* **Given entries**:
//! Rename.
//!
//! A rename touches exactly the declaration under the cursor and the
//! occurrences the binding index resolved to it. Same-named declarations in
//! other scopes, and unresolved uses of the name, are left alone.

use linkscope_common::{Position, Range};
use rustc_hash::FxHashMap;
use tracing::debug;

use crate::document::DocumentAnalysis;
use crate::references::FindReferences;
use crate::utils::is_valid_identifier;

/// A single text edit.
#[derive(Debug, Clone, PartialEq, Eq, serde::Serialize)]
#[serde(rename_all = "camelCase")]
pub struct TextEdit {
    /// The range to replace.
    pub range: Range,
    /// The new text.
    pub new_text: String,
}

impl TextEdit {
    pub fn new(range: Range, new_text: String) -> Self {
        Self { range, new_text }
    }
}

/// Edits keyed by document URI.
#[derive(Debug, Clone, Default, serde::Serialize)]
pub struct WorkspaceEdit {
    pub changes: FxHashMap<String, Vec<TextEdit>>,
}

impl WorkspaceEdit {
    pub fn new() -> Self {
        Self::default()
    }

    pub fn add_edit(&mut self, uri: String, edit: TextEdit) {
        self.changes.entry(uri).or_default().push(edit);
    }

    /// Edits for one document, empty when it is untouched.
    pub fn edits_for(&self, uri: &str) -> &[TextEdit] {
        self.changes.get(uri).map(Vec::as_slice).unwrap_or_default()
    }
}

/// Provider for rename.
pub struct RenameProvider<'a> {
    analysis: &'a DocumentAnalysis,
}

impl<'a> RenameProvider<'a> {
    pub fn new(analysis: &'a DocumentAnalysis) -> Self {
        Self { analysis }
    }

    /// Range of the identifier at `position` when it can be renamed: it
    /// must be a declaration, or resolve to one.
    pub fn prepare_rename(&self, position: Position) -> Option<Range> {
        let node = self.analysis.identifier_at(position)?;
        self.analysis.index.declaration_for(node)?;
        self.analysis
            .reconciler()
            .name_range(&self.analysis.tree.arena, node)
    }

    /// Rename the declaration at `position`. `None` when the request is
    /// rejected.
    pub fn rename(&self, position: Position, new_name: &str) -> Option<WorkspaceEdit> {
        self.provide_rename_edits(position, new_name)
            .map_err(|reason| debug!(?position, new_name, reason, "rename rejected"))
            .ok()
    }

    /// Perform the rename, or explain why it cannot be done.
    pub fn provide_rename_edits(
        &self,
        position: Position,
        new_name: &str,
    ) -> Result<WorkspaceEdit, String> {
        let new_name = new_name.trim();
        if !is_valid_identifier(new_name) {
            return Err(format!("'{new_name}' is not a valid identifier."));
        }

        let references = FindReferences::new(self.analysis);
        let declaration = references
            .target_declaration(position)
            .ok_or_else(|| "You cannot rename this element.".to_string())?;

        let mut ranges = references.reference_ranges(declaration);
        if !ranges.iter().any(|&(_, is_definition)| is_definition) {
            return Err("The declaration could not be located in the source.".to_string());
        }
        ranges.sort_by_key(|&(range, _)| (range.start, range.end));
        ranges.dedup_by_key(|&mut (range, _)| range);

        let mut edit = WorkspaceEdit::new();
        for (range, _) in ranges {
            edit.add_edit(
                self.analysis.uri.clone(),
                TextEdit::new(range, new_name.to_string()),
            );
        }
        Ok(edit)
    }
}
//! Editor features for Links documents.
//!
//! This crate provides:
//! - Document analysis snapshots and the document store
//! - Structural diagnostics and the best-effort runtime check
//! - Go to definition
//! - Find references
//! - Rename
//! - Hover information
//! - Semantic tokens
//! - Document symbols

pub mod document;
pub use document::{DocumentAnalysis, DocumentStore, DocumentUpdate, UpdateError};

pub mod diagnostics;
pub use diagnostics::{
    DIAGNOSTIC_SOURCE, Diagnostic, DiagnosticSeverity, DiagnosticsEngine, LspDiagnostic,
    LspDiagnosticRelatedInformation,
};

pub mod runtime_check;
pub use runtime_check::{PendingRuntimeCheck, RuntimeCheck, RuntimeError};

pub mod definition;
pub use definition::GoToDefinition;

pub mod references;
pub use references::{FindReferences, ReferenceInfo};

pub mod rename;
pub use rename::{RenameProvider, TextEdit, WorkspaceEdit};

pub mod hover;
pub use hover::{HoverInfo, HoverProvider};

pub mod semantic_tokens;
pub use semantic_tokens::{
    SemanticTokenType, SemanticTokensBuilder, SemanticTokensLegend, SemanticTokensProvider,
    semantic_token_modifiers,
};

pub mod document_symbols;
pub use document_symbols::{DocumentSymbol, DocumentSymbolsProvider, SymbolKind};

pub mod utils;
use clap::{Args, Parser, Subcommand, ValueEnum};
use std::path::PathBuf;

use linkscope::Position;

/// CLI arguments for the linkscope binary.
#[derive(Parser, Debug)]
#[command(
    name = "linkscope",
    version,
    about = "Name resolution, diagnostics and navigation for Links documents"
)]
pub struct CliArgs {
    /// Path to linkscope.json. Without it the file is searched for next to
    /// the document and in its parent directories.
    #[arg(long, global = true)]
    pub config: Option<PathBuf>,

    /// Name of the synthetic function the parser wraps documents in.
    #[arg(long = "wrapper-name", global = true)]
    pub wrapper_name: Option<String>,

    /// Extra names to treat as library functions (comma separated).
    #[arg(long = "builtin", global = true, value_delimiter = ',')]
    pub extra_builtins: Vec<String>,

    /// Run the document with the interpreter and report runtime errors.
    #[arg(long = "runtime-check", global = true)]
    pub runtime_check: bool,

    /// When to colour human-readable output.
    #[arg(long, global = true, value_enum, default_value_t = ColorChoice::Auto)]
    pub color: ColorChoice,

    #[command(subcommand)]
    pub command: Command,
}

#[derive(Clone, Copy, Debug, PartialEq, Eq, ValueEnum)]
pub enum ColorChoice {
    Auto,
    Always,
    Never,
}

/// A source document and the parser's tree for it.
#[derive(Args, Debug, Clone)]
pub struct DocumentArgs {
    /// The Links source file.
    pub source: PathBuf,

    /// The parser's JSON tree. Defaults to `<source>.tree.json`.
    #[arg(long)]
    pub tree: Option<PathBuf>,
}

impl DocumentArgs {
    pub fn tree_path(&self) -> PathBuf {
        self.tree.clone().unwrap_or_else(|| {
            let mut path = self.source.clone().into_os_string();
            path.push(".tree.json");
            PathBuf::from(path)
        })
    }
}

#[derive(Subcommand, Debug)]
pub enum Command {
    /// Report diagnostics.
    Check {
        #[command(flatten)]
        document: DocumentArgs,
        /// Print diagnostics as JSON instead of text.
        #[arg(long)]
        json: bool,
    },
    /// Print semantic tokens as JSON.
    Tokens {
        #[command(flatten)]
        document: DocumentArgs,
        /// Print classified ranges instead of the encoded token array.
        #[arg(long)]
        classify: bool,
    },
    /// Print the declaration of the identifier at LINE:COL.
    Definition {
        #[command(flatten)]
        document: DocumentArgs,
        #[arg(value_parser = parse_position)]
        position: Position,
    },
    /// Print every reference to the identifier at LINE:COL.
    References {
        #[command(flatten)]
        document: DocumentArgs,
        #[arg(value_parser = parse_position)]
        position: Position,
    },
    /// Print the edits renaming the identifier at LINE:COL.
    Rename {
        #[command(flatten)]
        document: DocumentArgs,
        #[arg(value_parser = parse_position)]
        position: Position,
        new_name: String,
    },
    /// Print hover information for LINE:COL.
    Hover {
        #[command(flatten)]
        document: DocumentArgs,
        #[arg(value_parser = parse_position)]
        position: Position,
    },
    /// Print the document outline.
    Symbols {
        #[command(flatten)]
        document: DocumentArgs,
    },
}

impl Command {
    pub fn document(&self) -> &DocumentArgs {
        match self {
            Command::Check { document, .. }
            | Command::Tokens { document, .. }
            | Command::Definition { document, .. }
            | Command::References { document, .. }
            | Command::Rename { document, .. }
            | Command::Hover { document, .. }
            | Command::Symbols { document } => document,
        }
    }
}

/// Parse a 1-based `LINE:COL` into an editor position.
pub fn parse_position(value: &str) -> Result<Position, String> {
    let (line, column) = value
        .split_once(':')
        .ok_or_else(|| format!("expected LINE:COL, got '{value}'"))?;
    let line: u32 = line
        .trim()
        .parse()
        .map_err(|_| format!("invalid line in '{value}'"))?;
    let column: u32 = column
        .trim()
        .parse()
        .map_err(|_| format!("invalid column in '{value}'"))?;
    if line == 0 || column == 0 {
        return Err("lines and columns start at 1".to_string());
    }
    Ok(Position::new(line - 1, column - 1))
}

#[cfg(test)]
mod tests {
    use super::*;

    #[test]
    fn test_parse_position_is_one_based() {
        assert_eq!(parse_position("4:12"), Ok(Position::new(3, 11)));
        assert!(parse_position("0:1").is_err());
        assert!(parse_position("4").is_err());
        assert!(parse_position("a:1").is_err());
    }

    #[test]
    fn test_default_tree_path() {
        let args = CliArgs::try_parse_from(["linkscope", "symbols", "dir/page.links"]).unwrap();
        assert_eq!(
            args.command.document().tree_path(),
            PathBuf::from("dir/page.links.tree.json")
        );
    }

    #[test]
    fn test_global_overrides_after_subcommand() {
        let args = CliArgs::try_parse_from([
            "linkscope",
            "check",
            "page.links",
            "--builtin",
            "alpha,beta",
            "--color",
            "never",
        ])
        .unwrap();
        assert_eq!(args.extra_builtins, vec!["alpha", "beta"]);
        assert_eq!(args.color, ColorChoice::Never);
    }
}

* **Task directions**: Word for word, restate the listing above from its first line to the line with "range to replace.", keeping both.

* **Result**:
//! Rename.
//!
//! A rename touches exactly the declaration under the cursor and the
//! occurrences the binding index resolved to it. Same-named declarations in
//! other scopes, and unresolved uses of the name, are left alone.

use linkscope_common::{Position, Range};
use rustc_hash::FxHashMap;
use tracing::debug;

use crate::document::DocumentAnalysis;
use crate::references::FindReferences;
use crate::utils::is_valid_identifier;

/// A single text edit.
#[derive(Debug, Clone, PartialEq, Eq, serde::Serialize)]
#[serde(rename_all = "camelCase")]
pub struct TextEdit {
    /// The range to replace.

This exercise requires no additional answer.